On 27 May this year, the Balangay named Florentino Das left the Agusan River in Mindanao so Valdez and his team could reach the Pag-asa Island in the WPS. The vessel arrived on the island on 12 June.
“I can only deliver or express this narrative on board a replica of an ancient boat – the Balangay for the boat symbolizes our presence in these waters by the dawn of history; for thousands of years long before the Chinese even ventured into our maritime domain — the WPS. The medium is the message,” he said.
China has been arguing that it owns the WPS based on history and under its nine-dash line map.
“This is the trigger that prompted me to sail to the WPS all over again to deliver a narrative that will demolish their preposterous assertion,” Valdez said.
Naval travel in the WPS
Valdez said the balangay as a vessel for ancient trade proves that Filipinos dominated naval travel in the WPS and more seafarers and shipbuilders than land-based workers.
Valdez said his team, which includes the Sama tribe of Tawi-Tawi, worked to replicate the Balangay excavated in Butuan, Agusan del Sur in 1976. He said only a few Filipinos know how to build a traditional balangay.
“Sad to note that Filipinos shipwrights living between these extreme islands lost their craft because the Spanish colonizers discouraged them from building the swift and highly manoeuvrable Balangay boats from threatening the slow and lumbering Spanish Galleon especially in naval warfare,” Valdez said.
Brainwash
“Simultaneously there was a concerted effort to brainwash the rest of the populace to believe that they were insulares (land based people) rather than peninsulares (island based people) — the quickest way to subjugate a people uprooted from their natural environment,” he added.

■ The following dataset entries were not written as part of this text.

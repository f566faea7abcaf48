use crate::time::TimePoint;
use serde::{Deserialize, Serialize};
use std::{borrow::Cow, cmp::Ordering, fmt};

///
/// Float64
///
/// Attribute float with a total order (`f64::total_cmp`), so values can
/// carry `Eq`/`Ord` and participate in deterministic comparisons.
///

#[derive(Clone, Copy, Debug, Default, Serialize, Deserialize)]
pub struct Float64(f64);

impl Float64 {
    #[must_use]
    pub const fn new(value: f64) -> Self {
        Self(value)
    }

    #[must_use]
    pub const fn get(self) -> f64 {
        self.0
    }
}

impl PartialEq for Float64 {
    fn eq(&self, other: &Self) -> bool {
        self.0.total_cmp(&other.0) == Ordering::Equal
    }
}

impl Eq for Float64 {}

impl PartialOrd for Float64 {
    fn partial_cmp(&self, other: &Self) -> Option<Ordering> {
        Some(self.cmp(other))
    }
}

impl Ord for Float64 {
    fn cmp(&self, other: &Self) -> Ordering {
        self.0.total_cmp(&other.0)
    }
}

impl From<f64> for Float64 {
    fn from(value: f64) -> Self {
        Self(value)
    }
}

impl fmt::Display for Float64 {
    fn fmt(&self, f: &mut fmt::Formatter<'_>) -> fmt::Result {
        write!(f, "{}", self.0)
    }
}

///
/// Value
///
/// Closed variant type for interval attribute values. Annotation
/// attributes are dynamic (string-keyed) but their values are always
/// one of these shapes; there is no runtime reflection.
///
/// `Null` marks an attribute that exists in the schema but carries no
/// value for a given interval.
///

#[derive(Clone, Debug, Default, Eq, PartialEq, Serialize, Deserialize)]
pub enum Value {
    Bool(bool),
    Float(Float64),
    Integer(i64),
    #[default]
    Null,
    Text(String),
    Time(TimePoint),
}

impl Value {
    #[must_use]
    pub fn text(value: impl Into<String>) -> Self {
        Self::Text(value.into())
    }

    #[must_use]
    pub const fn float(value: f64) -> Self {
        Self::Float(Float64::new(value))
    }

    #[must_use]
    pub const fn is_null(&self) -> bool {
        matches!(self, Self::Null)
    }

    /// Canonical text rendering, used by the textual operands and for
    /// display. `Null` renders as the empty string.
    #[must_use]
    pub fn render_text(&self) -> Cow<'_, str> {
        match self {
            Self::Text(s) => Cow::Borrowed(s.as_str()),
            Self::Null => Cow::Borrowed(""),
            Self::Bool(b) => Cow::Owned(b.to_string()),
            Self::Float(x) => Cow::Owned(x.to_string()),
            Self::Integer(i) => Cow::Owned(i.to_string()),
            Self::Time(t) => Cow::Owned(t.to_string()),
        }
    }

    #[allow(clippy::cast_precision_loss)]
    fn as_numeric(&self) -> Option<f64> {
        match self {
            Self::Integer(i) => Some(*i as f64),
            Self::Float(x) => Some(x.get()),
            _ => None,
        }
    }

    /// Typed ordering comparison.
    ///
    /// Same-family comparisons are direct; integer/float cross-compare
    /// numerically; a text operand against a numeric, boolean, or time
    /// value is coerced by parsing the text. Families that cannot be
    /// coerced (and anything against `Null`) are not comparable and
    /// yield `None`.
    #[must_use]
    pub fn compare(&self, other: &Self) -> Option<Ordering> {
        match (self, other) {
            (Self::Text(a), Self::Text(b)) => Some(a.cmp(b)),
            (Self::Bool(a), Self::Bool(b)) => Some(a.cmp(b)),
            (Self::Time(a), Self::Time(b)) => Some(a.cmp(b)),
            (Self::Integer(a), Self::Integer(b)) => Some(a.cmp(b)),
            (Self::Null, _) | (_, Self::Null) => None,
            (Self::Text(a), b) => coerce_text(a, b).as_ref().and_then(|a| a.compare(b)),
            (a, Self::Text(b)) => {
                coerce_text(b, a).and_then(|b| a.compare(&b))
            }
            (a, b) => {
                let (a, b) = (a.as_numeric()?, b.as_numeric()?);
                Some(a.total_cmp(&b))
            }
        }
    }
}

/// Parse a text operand into the family of `target`, if possible.
fn coerce_text(text: &str, target: &Value) -> Option<Value> {
    match target {
        Value::Integer(_) | Value::Float(_) => {
            let parsed: f64 = text.trim().parse().ok()?;
            Some(Value::float(parsed))
        }
        Value::Bool(_) => {
            let parsed: bool = text.trim().parse().ok()?;
            Some(Value::Bool(parsed))
        }
        Value::Time(_) => {
            let seconds: f64 = text.trim().parse().ok()?;
            Some(Value::Time(TimePoint::from_seconds(seconds)))
        }
        _ => None,
    }
}

impl fmt::Display for Value {
    fn fmt(&self, f: &mut fmt::Formatter<'_>) -> fmt::Result {
        write!(f, "{}", self.render_text())
    }
}

impl From<&str> for Value {
    fn from(value: &str) -> Self {
        Self::Text(value.to_string())
    }
}

impl From<String> for Value {
    fn from(value: String) -> Self {
        Self::Text(value)
    }
}

impl From<i64> for Value {
    fn from(value: i64) -> Self {
        Self::Integer(value)
    }
}

impl From<f64> for Value {
    fn from(value: f64) -> Self {
        Self::Float(Float64::new(value))
    }
}

impl From<bool> for Value {
    fn from(value: bool) -> Self {
        Self::Bool(value)
    }
}

impl From<TimePoint> for Value {
    fn from(value: TimePoint) -> Self {
        Self::Time(value)
    }
}

#[cfg(test)]
mod tests {
    use super::*;

    #[test]
    fn text_comparison_is_lexicographic() {
        assert_eq!(
            Value::text("dog").compare(&Value::text("cat")),
            Some(Ordering::Greater)
        );
        assert_eq!(
            Value::text("dog").compare(&Value::text("dog")),
            Some(Ordering::Equal)
        );
    }

    #[test]
    fn integer_and_float_cross_compare_numerically() {
        assert_eq!(
            Value::Integer(2).compare(&Value::float(2.5)),
            Some(Ordering::Less)
        );
        assert_eq!(
            Value::float(2.0).compare(&Value::Integer(2)),
            Some(Ordering::Equal)
        );
    }

    #[test]
    fn text_operand_coerces_against_typed_value() {
        assert_eq!(
            Value::Integer(120).compare(&Value::text("90")),
            Some(Ordering::Greater)
        );
        assert_eq!(
            Value::text("1.5").compare(&Value::float(1.5)),
            Some(Ordering::Equal)
        );
        assert_eq!(Value::Integer(1).compare(&Value::text("dog")), None);
    }

    #[test]
    fn null_and_foreign_families_are_not_comparable() {
        assert_eq!(Value::Null.compare(&Value::Null), None);
        assert_eq!(Value::Integer(1).compare(&Value::Null), None);
        assert_eq!(Value::Bool(true).compare(&Value::Integer(1)), None);
    }

    #[test]
    fn render_text_is_canonical() {
        assert_eq!(Value::text("dog").render_text(), "dog");
        assert_eq!(Value::Integer(-3).render_text(), "-3");
        assert_eq!(Value::Bool(true).render_text(), "true");
        assert_eq!(Value::Null.render_text(), "");
    }
}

Valdez said other proof that Filipinos have long lived and traded in the WPS include the Manunggol Jar dating back to 890-710 B.C.) and found in Tabon Cave in Palawan, the wooden remains of the balangay boat (320A.D.) in Butuan, and the wave of Austronesian migrations on board balangay-type of boats when they had better tools during the Metal Age.

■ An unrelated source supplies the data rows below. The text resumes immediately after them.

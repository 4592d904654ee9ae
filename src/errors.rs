use std::error::Error as StdError;
use std::io;
use std::path::{Path, PathBuf};

use thiserror::Error;

use crate::report::WriteFailure;
use crate::types::{Column, DataError, DateError, DateRange};

pub type BoxError = Box<dyn StdError + Send + Sync + 'static>;

/// Presentation text shared by empty ranges and failed writes.
pub const NO_SALES_IN_RANGE: &str = "No sales in the selected range. Check the dates or widen the period.";

/// Every way a report run can fail. The pipeline stops at the first one.
#[derive(Debug, Error)]
pub enum ReportError {
    #[error("Missing required columns: {}", join_columns(.missing))]
    Schema {
        missing: Vec<Column>
    },
    #[error(transparent)]
    Date(#[from] DateError),
    #[error("No sales in the selected range ({range})")]
    EmptyRange {
        range: DateRange
    },
    #[error(transparent)]
    Data(#[from] DataError),
    #[error("Report could not be produced at [{}]: {source}", .path.display())]
    Write {
        path: PathBuf,
        source: WriteFailure
    },
    #[error("Could not read [{}]: {source}", .path.display())]
    Io {
        path: PathBuf,
        source: BoxError
    },
    #[error("Report job stopped before finishing: {reason}")]
    Interrupted {
        reason: String
    }
}

impl ReportError {
    pub fn missing_columns(missing: Vec<Column>) -> Self {
        Self::Schema { missing }
    }

    pub fn empty_range(range: DateRange) -> Self {
        Self::EmptyRange { range }
    }

    pub fn write(path: &Path, source: impl Into<WriteFailure>) -> Self {
        Self::Write {
            path: path.to_path_buf(),
            source: source.into()
        }
    }

    pub fn io(path: &Path, source: impl Into<BoxError>) -> Self {
        Self::Io {
            path: path.to_path_buf(),
            source: source.into()
        }
    }

    pub fn not_found(path: &Path) -> Self {
        Self::io(path, io::Error::new(io::ErrorKind::NotFound, "file does not exist"))
    }

    pub fn unsupported_format(path: &Path) -> Self {
        Self::io(path, io::Error::new(io::ErrorKind::InvalidInput, "unsupported file format, expected .xlsx, .xls, .ods or .csv"))
    }

    pub fn interrupted(reason: impl Into<String>) -> Self {
        Self::Interrupted { reason: reason.into() }
    }

    /// True when the caller can recover by widening the date range.
    pub fn is_empty_range(&self) -> bool {
        matches!(self, Self::EmptyRange { .. })
    }

    /// Message for a presentation layer.
    ///
    /// Write failures deliberately share the empty-range wording, which existing
    /// front ends display verbatim. Use `Display` or `source()` for the real cause.
    pub fn user_message(&self) -> String {
        match self {
            Self::EmptyRange { .. } | Self::Write { .. } => NO_SALES_IN_RANGE.to_string(),
            other => other.to_string()
        }
    }
}

fn join_columns(columns: &[Column]) -> String {
    columns.iter().map(|column| column.name()).collect::<Vec<_>>().join(", ")
}
use std::path::PathBuf;

use thiserror::Error;

use crate::engine::ReportRequest;

/// Output path used when the caller does not name one.
pub const DEFAULT_OUTPUT: &str = "reporte.xlsx";
/// Environment variable holding the log level for the binary.
pub const LOG_LEVEL_VAR: &str = "SALES_REPORT_LOG";
pub const USAGE: &str = "Usage: sales-report <input.xlsx|input.csv> [output.xlsx] [start-date end-date]";

/// Presentation settings for the generated workbook.
#[derive(Debug, Clone, Eq, PartialEq)]
pub struct ReportConfig {
    pub detail_sheet: String,
    pub summary_sheet: String,
    pub seller_sheet: String,
    pub daily_sheet: String,
    /// Header of the `quantity * price` column.
    pub derived_column: String,
    /// Characters added to the widest value of each column.
    pub column_padding: usize
}

impl Default for ReportConfig {
    fn default() -> Self {
        Self {
            detail_sheet: "Detailed Sales".to_string(),
            summary_sheet: "Summary".to_string(),
            seller_sheet: "By Seller".to_string(),
            daily_sheet: "Sales by Day".to_string(),
            derived_column: "total".to_string(),
            column_padding: 2
        }
    }
}

impl ReportConfig {
    pub fn with_sheet_names(mut self, detail: &str, summary: &str, seller: &str, daily: &str) -> Self {
        self.detail_sheet = detail.to_string();
        self.summary_sheet = summary.to_string();
        self.seller_sheet = seller.to_string();
        self.daily_sheet = daily.to_string();
        self
    }

    pub fn with_derived_column(mut self, name: &str) -> Self {
        self.derived_column = name.to_string();
        self
    }

    pub fn with_column_padding(mut self, padding: usize) -> Self {
        self.column_padding = padding;
        self
    }
}

#[derive(Debug, Error, Eq, PartialEq)]
pub enum UsageError {
    #[error("An input file is required")]
    MissingInput,
    #[error("Both a start date and an end date are required to filter by range")]
    IncompleteRange,
    #[error("Too many arguments")]
    TooManyArguments
}

/// A parsed command line: `<input> [output] [start end]`.
#[derive(Debug, Clone, Eq, PartialEq)]
pub struct Invocation {
    pub input: PathBuf,
    pub output: PathBuf,
    pub range: Option<(String, String)>
}

impl Invocation {
    /// Parses the arguments that follow the program name.
    pub fn from_args<S: AsRef<str>>(args: &[S]) -> Result<Self, UsageError> {
        let args: Vec<&str> = args.iter().map(AsRef::as_ref).collect();

        let (input, output, range) = match args.as_slice() {
            [] => return Err(UsageError::MissingInput),
            [input] => (*input, DEFAULT_OUTPUT, None),
            [input, output] => (*input, *output, None),
            [_, _, _] => return Err(UsageError::IncompleteRange),
            [input, output, start, end] => (*input, *output, Some((start.to_string(), end.to_string()))),
            _ => return Err(UsageError::TooManyArguments)
        };

        Ok(Self {
            input: PathBuf::from(input),
            output: PathBuf::from(output),
            range
        })
    }

    pub fn into_request(self) -> ReportRequest {
        let request = ReportRequest::new(self.input, self.output);

        match self.range {
            Some((start, end)) => request.with_range(start, end),
            None => request
        }
    }
}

“Even as late as the 11th to 12th CE, China was too busy fending off the Mongolian hordes of Genghis Khan, which was the reason they enhanced, lengthened and fortified the Great Wall of China,” he said.
Based on accounts studied by historian Ambeth Ocampo about the people of Visayas or Pi-she-yeh in the 12th century, Valdez shared the reputation of Visayan warriors who raided China aboard balangay.
“They showed a passion for iron vessels, spoons, and chopsticks. People would escape from their hands by shutting the door; then they would tear these off and take away the door knobs,” Valdez said.
“When a spoon or a pair of chopsticks was thrown at them, they would stop to pick it up. When they saw an iron-clad cavalryman, they would rush forward to peel off his armor, showing no remorse even if their heads were lopped off left and right,” he continued.
Valdez also cited China’s Chu-fan-chi, a book which loosely translates to A Description of the Barbaric People.
“During the period A.D. 1174-1190 these raids on the Fukien coast were of frequent occurrence. The Pi-she-yeh was consequently established along the south-western coast of Formosa (Taiwan) at that time, but it seems probable that they were of Philippine origin,” he said.